Thoracic Surgery Clinical Trial

Official title:

Safety and Efficacy of Preoperative Administration of Heparin as Thromboprophylaxis in Major Thoracic Surgery

Clinical Trial Details — Status: Recruiting

Administrative data

• NCT number: NCT02940444
• Other study ID #: WCH-20160601
• Status: Recruiting
• Phase: Phase 1/Phase 2
• First received: October 17, 2016
• Last updated: October 21, 2016
• Start date: June 2016
• Est. completion date: June 2018

Study information

• Verified date: October 2016
• Source: West China Hospital
• Contact: Yi-Dan Lin, MD
• Phone: +86 18980602136
• Email: hanyudeng[@]stu.scu.edu.cn
• Is FDA regulated: No
• Health authority: China: west china hospital, sichuan university
• Study type: Interventional

Clinical Trial Summary

Thromboembolism is an important perioperative complication in major thoracic surgery, even though current guidelines have recommended postoperative administration of heparin or LMWH for thromboprophylaxis for those high-risk patients, there are still many cases of thromboembolism.
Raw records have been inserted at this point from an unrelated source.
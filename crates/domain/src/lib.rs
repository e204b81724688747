//! Domain layer for faultline
//!
//! Contains the fault configuration, its validated value objects, and domain
//! errors. This layer knows nothing about HTTP clients or servers.

pub mod entities;
pub mod errors;
pub mod value_objects;

pub use entities::*;
pub use errors::DomainError;
pub use value_objects::*;
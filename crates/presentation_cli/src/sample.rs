//! `sample` command: print a delay sequence

use std::io::Write;

use application::DelayGenerator;
use clap::Args;
use domain::{DelaySpec, Seed};

/// Arguments for `faultline sample`
#[derive(Debug, Args)]
pub struct SampleArgs {
    /// Delay rate (per millisecond)
    #[arg(long, value_name = "RATE")]
    pub rate: f64,

    /// Upper bound in milliseconds
    #[arg(long, value_name = "MS")]
    pub max_ms: u64,

    /// RNG seed (0 = OS entropy)
    #[arg(long, default_value_t = 0)]
    pub seed: u64,

    /// Number of delays to draw
    #[arg(short = 'n', long, default_value_t = 10)]
    pub count: usize,
}

impl SampleArgs {
    /// Draw `count` delays and write one millisecond value per line
    pub fn run(&self, out: &mut impl Write) -> anyhow::Result<()> {
        let spec = DelaySpec::from_millis(self.rate, self.max_ms)?;
        let generator = DelayGenerator::new(spec, DelaySpec::disabled(), Seed::new(self.seed));

        for _ in 0..self.count {
            writeln!(out, "{}", generator.pre_delay().as_millis())?;
        }
        Ok(())
    }
}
Therefore, as the guideline itself writes, the investigators believe the rational of dose and timing of heparin in thoracic surgery are still not well established. Therefore, the investigators aimed to conduct this randomized controlled study to explore the safety and efficacy of preoperative Administration of Heparin as Thromboprophylaxis in Major Thoracic Surgery.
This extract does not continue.